Posted: July 9th, 2013, 11:22 pm
by MoGanic
Hi all,

Just a test using one umbrella and one hooded light box against a plain white backdrop.

If anyone can offer suggestions to help me improve my photography I'd be very grateful.

Regards,
-Mo
P1060165.JPG
P1060176.JPG

Re: 1st test of photog kit

Posted: July 9th, 2013, 11:40 pm
by Webos
looks underexposed to me... cant see the detail in the foliage and pot seems to be in full shadow. Tree is also too close to the background causing a slight shadow.

1st test of photog kit

Posted: July 9th, 2013, 11:48 pm
by MoGanic
Webos wrote:looks underexposed to me... cant see the detail in the foliage and pot seems to be in full shadow. Tree is also too close to the background causing a slight shadow.
Notes taken.

Thank you very much, I appreciate you taking the time to respond.

Re: 1st test of photog kit

Posted: July 9th, 2013, 11:55 pm
by DavidWilloughby
Hi Mo.

Firstly, Cool tree. The refinement from live vein to deadwood is first class. Once the canopy matures and fills out, it will be a fantastic Bonsai mate. I really like it.

With your photo, I do not know what set up you use so it is hard to say yay or neigh.To be constructive, at first, the lighting is too dark, you cannot decipher the foliage and makes it hard for one to gauge depth from it. Also, from your photo's, the first photo indicates to me that you're too close to the background as the tree casts a shadow that is visible, bring it back from that by at least a foot or depending on where your lighting is.

Another thing to consider is a decent program to use to fix photos, be that for cropping, resizing and clarifying. I myself use an old 5.1 mp camera and then use Corel Paintshop Pro x2 to adjust the size, brightness and clarity.

Here is one of your pics that has had the brightness, contrast and clarity changed:
Mo'sJuni11.jpg
It is food for thought nonetheless. Don't worry too much, it will come mate. That Juni speaks volumes ;)

Cheers

David

Re: 1st test of photog kit

Posted: July 10th, 2013, 1:22 am
by Andrew Legg
MoGanic wrote:Hi all,

Just a test using one umbrella and one hooded light box against a plain white backdrop.

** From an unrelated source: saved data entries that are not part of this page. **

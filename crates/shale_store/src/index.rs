//! Background TTL reaper.
//!
//! One owned task ticks once per second and sweeps each shard's TTL index,
//! deleting records that are past their expiry. Shards can be masked out
//! individually when they are being destroyed.

use std::collections::HashSet;
use std::sync::{Arc, Mutex, Weak};
use std::time::Duration;

use tokio::sync::watch;
use tokio::task::JoinHandle;

use crate::error::Result;
use crate::server::Server;
use crate::stats::ms_since_epoch;
use crate::store::StoreMode;

/// Records reaped per shard per sweep.
const REAP_BATCH: u64 = 512;

pub struct IndexManager {
    server: Weak<Server>,
    stopped_stores: Arc<Mutex<HashSet<u32>>>,
    shutdown: watch::Sender<bool>,
    task: Mutex<Option<JoinHandle<()>>>,
}

impl IndexManager {
    pub fn new(server: Weak<Server>) -> Arc<Self> {
        let (shutdown, _) = watch::channel(false);
        Arc::new(Self {
            server,
            stopped_stores: Arc::new(Mutex::new(HashSet::new())),
            shutdown,
            task: Mutex::new(None),
        })
    }

    pub fn startup(self: &Arc<Self>) -> Result<()> {
        let server = self.server.clone();
        let stopped_stores = Arc::clone(&self.stopped_stores);
        let mut shutdown = self.shutdown.subscribe();
        let task = tokio::spawn(async move {
            let mut ticker = tokio::time::interval(Duration::from_secs(1));
            loop {
                tokio::select! {
                    _ = shutdown.changed() => break,
                    _ = ticker.tick() => {}
                }
                let Some(server) = server.upgrade() else { break };
                sweep(&server, &stopped_stores);
            }
            tracing::debug!("index manager exits");
        });
        *self.task.lock().unwrap() = Some(task);
        Ok(())
    }

    /// Mask a shard out of future sweeps.
    pub fn stop_store(&self, store_id: u32) -> Result<()> {
        self.stopped_stores.lock().unwrap().insert(store_id);
        Ok(())
    }

    pub async fn stop(&self) {
        let _ = self.shutdown.send(true);
        let task = self.task.lock().unwrap().take();
        if let Some(task) = task {
            if let Err(err) = task.await {
                tracing::warn!(error = ?err, "index manager join failed");
            }
        }
    }
}

fn sweep(server: &Arc<Server>, stopped_stores: &Mutex<HashSet<u32>>) {
    let now = ms_since_epoch();
    let count = server.kv_store_count();
    for store_id in 0..count {
        if stopped_stores.lock().unwrap().contains(&store_id) {
            continue;
        }
        let Ok(store) = server.store(store_id) else {
            continue;
        };
        if store.get_mode() != StoreMode::ReadWrite || store.is_paused() {
            continue;
        }
        match store.reap_expired(now, REAP_BATCH) {
            Ok(0) => {}
            Ok(reaped) => {
                server
                    .stat()
                    .expired_keys
                    .fetch_add(reaped, std::sync::atomic::Ordering::Relaxed);
                tracing::debug!(store_id = store_id, reaped = reaped, "expired keys reaped");
            }
            Err(err) => {
                tracing::warn!(store_id = store_id, error = %err, "ttl sweep failed");
            }
        }
    }
}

If anyone can offer suggestions to help me improve my photography I'd be very grateful.

Regards,
-Mo
Mo,

TRy to get your background further from the tree. As far a possible. Of course, that means a bigger background, but hey, the fun's in the search. My latest acquisition was an old trampoline net - the black type that's been in the sun too long and had perished on the edges. Makes a nice background. Also, take your photos on a wide aperture. It helps to get the background out of focus. I've found lighting from two sides makes for better display photos. One side above front right. Other side, pot height, closer to the side and left. Finally, tripod, tripod, tripod.

Cheers,

Andrew

Re: 1st test of photog kit

Posted: July 10th, 2013, 5:28 pm
by GavinG
Just a tip - unless you are setting exposure manually, the metering system will average the tree and the background. If the background is white, the the tree will look comparatively dark. Your eye adjusts for this as it scans, the camera doesn't.

If you choose a darkish background, the tree will look comparatively lighter and will stand out against it. If it's black, the contrast will be too strong. A neutral colour can be good. Iron your background if it's wrinkled - any texture in the background distracts from the tree. A bit of distance between the tree and the background will help the camera focus on the tree, and fuzz the background out a bit.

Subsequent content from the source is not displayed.